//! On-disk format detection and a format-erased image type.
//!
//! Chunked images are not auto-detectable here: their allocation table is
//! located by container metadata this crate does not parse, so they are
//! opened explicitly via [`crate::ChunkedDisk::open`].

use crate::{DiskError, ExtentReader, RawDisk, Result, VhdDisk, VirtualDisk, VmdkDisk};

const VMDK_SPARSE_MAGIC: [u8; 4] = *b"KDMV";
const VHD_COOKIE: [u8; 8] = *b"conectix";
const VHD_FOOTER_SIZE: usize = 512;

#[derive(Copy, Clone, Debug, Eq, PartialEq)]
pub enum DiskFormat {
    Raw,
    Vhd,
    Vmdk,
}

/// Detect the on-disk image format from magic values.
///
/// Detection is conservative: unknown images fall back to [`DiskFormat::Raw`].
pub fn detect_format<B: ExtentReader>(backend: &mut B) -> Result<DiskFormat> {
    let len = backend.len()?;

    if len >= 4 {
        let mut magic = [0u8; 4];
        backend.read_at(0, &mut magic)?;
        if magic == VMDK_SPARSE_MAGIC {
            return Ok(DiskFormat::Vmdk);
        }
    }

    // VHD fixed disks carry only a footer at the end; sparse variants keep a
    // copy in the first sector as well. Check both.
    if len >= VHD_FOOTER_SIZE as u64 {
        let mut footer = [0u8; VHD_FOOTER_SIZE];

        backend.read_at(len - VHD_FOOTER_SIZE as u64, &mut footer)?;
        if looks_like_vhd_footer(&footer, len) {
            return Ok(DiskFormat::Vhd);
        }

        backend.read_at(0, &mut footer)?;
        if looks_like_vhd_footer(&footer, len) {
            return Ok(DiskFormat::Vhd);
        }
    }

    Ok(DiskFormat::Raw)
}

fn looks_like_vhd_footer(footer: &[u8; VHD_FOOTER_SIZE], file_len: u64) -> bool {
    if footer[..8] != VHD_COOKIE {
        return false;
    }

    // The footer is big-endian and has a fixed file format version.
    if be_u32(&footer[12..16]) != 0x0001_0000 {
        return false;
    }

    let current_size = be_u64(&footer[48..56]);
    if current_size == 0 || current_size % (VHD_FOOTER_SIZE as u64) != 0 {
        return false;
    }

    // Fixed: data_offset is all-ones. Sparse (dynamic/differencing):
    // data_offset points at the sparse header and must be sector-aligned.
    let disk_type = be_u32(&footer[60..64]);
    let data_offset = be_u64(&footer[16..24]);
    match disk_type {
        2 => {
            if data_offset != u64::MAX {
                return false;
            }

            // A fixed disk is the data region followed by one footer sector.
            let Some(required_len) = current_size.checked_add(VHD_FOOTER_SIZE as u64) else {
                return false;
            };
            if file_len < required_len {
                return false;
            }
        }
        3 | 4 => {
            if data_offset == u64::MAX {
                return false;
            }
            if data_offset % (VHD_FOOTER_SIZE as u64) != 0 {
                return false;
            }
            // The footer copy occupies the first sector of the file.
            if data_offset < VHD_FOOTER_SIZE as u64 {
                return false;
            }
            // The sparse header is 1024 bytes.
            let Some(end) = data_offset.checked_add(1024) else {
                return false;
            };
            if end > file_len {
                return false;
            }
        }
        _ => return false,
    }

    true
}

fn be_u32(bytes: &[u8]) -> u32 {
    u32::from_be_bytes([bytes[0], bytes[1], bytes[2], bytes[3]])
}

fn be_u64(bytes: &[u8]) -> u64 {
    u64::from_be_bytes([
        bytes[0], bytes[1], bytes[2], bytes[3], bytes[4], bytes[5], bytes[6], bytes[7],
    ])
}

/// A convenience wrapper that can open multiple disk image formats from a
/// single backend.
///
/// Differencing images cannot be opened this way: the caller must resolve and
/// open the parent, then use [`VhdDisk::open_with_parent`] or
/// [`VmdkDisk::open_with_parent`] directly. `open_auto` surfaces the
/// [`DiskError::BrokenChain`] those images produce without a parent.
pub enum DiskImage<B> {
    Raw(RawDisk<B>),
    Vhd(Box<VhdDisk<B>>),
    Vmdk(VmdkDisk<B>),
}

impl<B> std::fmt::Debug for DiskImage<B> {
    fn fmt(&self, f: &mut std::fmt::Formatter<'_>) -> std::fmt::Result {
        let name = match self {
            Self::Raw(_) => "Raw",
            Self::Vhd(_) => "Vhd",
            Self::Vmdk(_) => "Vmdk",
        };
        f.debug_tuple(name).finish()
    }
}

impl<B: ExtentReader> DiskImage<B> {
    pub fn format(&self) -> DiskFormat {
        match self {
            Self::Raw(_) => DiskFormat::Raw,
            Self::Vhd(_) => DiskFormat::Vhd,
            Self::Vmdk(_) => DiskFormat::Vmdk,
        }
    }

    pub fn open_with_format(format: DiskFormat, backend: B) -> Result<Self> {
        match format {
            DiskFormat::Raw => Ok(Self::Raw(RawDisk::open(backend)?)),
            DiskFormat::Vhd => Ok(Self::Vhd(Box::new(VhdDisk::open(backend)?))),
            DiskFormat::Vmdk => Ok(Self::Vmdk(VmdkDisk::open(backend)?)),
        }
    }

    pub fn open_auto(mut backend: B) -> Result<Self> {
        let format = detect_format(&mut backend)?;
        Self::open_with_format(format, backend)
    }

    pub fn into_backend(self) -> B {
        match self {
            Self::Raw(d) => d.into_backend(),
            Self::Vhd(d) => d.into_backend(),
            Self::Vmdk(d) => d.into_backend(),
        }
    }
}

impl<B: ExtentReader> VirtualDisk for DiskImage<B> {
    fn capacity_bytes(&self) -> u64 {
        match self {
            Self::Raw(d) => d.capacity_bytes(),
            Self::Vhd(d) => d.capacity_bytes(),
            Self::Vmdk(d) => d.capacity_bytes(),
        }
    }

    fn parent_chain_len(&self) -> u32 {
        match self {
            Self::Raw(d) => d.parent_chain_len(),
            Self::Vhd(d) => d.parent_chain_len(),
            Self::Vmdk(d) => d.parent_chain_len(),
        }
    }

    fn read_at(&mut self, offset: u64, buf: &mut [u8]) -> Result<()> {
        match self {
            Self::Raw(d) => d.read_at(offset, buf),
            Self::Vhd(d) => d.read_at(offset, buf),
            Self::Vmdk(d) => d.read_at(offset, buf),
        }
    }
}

• **ASSIGNED TASK**: Transcribe the full listing. Change nothing.

• **RESPONSE TO THE TASK**:
//! On-disk format detection and a format-erased image type.
//!
//! Chunked images are not auto-detectable here: their allocation table is
//! located by container metadata this crate does not parse, so they are
//! opened explicitly via [`crate::ChunkedDisk::open`].

use crate::{DiskError, ExtentReader, RawDisk, Result, VhdDisk, VirtualDisk, VmdkDisk};

const VMDK_SPARSE_MAGIC: [u8; 4] = *b"KDMV";
const VHD_COOKIE: [u8; 8] = *b"conectix";
const VHD_FOOTER_SIZE: usize = 512;

#[derive(Copy, Clone, Debug, Eq, PartialEq)]
pub enum DiskFormat {
    Raw,
    Vhd,
    Vmdk,
}

/// Detect the on-disk image format from magic values.
///
/// Detection is conservative: unknown images fall back to [`DiskFormat::Raw`].
pub fn detect_format<B: ExtentReader>(backend: &mut B) -> Result<DiskFormat> {
    let len = backend.len()?;

    if len >= 4 {
        let mut magic = [0u8; 4];
        backend.read_at(0, &mut magic)?;
        if magic == VMDK_SPARSE_MAGIC {
            return Ok(DiskFormat::Vmdk);
        }
    }

    // VHD fixed disks carry only a footer at the end; sparse variants keep a
    // copy in the first sector as well. Check both.
    if len >= VHD_FOOTER_SIZE as u64 {
        let mut footer = [0u8; VHD_FOOTER_SIZE];

        backend.read_at(len - VHD_FOOTER_SIZE as u64, &mut footer)?;
        if looks_like_vhd_footer(&footer, len) {
            return Ok(DiskFormat::Vhd);
        }

        backend.read_at(0, &mut footer)?;
        if looks_like_vhd_footer(&footer, len) {
            return Ok(DiskFormat::Vhd);
        }
    }

    Ok(DiskFormat::Raw)
}

fn looks_like_vhd_footer(footer: &[u8; VHD_FOOTER_SIZE], file_len: u64) -> bool {
    if footer[..8] != VHD_COOKIE {
        return false;
    }

    // The footer is big-endian and has a fixed file format version.
    if be_u32(&footer[12..16]) != 0x0001_0000 {
        return false;
    }

    let current_size = be_u64(&footer[48..56]);
    if current_size == 0 || current_size % (VHD_FOOTER_SIZE as u64) != 0 {
        return false;
    }

    // Fixed: data_offset is all-ones. Sparse (dynamic/differencing):
    // data_offset points at the sparse header and must be sector-aligned.
    let disk_type = be_u32(&footer[60..64]);
    let data_offset = be_u64(&footer[16..24]);
    match disk_type {
        2 => {
            if data_offset != u64::MAX {
                return false;
            }

            // A fixed disk is the data region followed by one footer sector.
            let Some(required_len) = current_size.checked_add(VHD_FOOTER_SIZE as u64) else {
                return false;
            };
            if file_len < required_len {
                return false;
            }
        }
        3 | 4 => {
            if data_offset == u64::MAX {
                return false;
            }
            if data_offset % (VHD_FOOTER_SIZE as u64) != 0 {
                return false;
            }
            // The footer copy occupies the first sector of the file.
            if data_offset < VHD_FOOTER_SIZE as u64 {
                return false;
            }
            // The sparse header is 1024 bytes.
            let Some(end) = data_offset.checked_add(1024) else {
                return false;
            };
            if end > file_len {
                return false;
            }
        }
        _ => return false,
    }

    true
}

fn be_u32(bytes: &[u8]) -> u32 {
    u32::from_be_bytes([bytes[0], bytes[1], bytes[2], bytes[3]])
}

fn be_u64(bytes: &[u8]) -> u64 {
    u64::from_be_bytes([
        bytes[0], bytes[1], bytes[2], bytes[3], bytes[4], bytes[5], bytes[6], bytes[7],
    ])
}

/// A convenience wrapper that can open multiple disk image formats from a
/// single backend.
///
/// Differencing images cannot be opened this way: the caller must resolve and
/// open the parent, then use [`VhdDisk::open_with_parent`] or
/// [`VmdkDisk::open_with_parent`] directly. `open_auto` surfaces the
/// [`DiskError::BrokenChain`] those images produce without a parent.
pub enum DiskImage<B> {
    Raw(RawDisk<B>),
    Vhd(Box<VhdDisk<B>>),
    Vmdk(VmdkDisk<B>),
}

impl<B> std::fmt::Debug for DiskImage<B> {
    fn fmt(&self, f: &mut std::fmt::Formatter<'_>) -> std::fmt::Result {
        let name = match self {
            Self::Raw(_) => "Raw",
            Self::Vhd(_) => "Vhd",
            Self::Vmdk(_) => "Vmdk",
        };
        f.debug_tuple(name).finish()
    }
}

impl<B: ExtentReader> DiskImage<B> {
    pub fn format(&self) -> DiskFormat {
        match self {
            Self::Raw(_) => DiskFormat::Raw,
            Self::Vhd(_) => DiskFormat::Vhd,
            Self::Vmdk(_) => DiskFormat::Vmdk,
        }
    }

    pub fn open_with_format(format: DiskFormat, backend: B) -> Result<Self> {
        match format {
            DiskFormat::Raw => Ok(Self::Raw(RawDisk::open(backend)?)),
            DiskFormat::Vhd => Ok(Self::Vhd(Box::new(VhdDisk::open(backend)?))),
            DiskFormat::Vmdk => Ok(Self::Vmdk(VmdkDisk::open(backend)?)),
        }
    }

    pub fn open_auto(mut backend: B) -> Result<Self> {
        let format = detect_format(&mut backend)?;
        Self::open_with_format(format, backend)
    }

    pub fn into_backend(self) -> B {
        match self {
            Self::Raw(d) => d.into_backend(),
            Self::Vhd(d) => d.into_backend(),
            Self::Vmdk(d) => d.into_backend(),
        }
    }
}

impl<B: ExtentReader> VirtualDisk for DiskImage<B> {
    fn capacity_bytes(&self) -> u64 {
        match self {
            Self::Raw(d) => d.capacity_bytes(),
            Self::Vhd(d) => d.capacity_bytes(),
            Self::Vmdk(d) => d.capacity_bytes(),
        }
    }

    fn parent_chain_len(&self) -> u32 {
        match self {
            Self::Raw(d) => d.parent_chain_len(),
            Self::Vhd(d) => d.parent_chain_len(),
            Self::Vmdk(d) => d.parent_chain_len(),
        }
    }

    fn read_at(&mut self, offset: u64, buf: &mut [u8]) -> Result<()> {
        match self {
            Self::Raw(d) => d.read_at(offset, buf),
            Self::Vhd(d) => d.read_at(offset, buf),
            Self::Vmdk(d) => d.read_at(offset, buf),
        }
    }
}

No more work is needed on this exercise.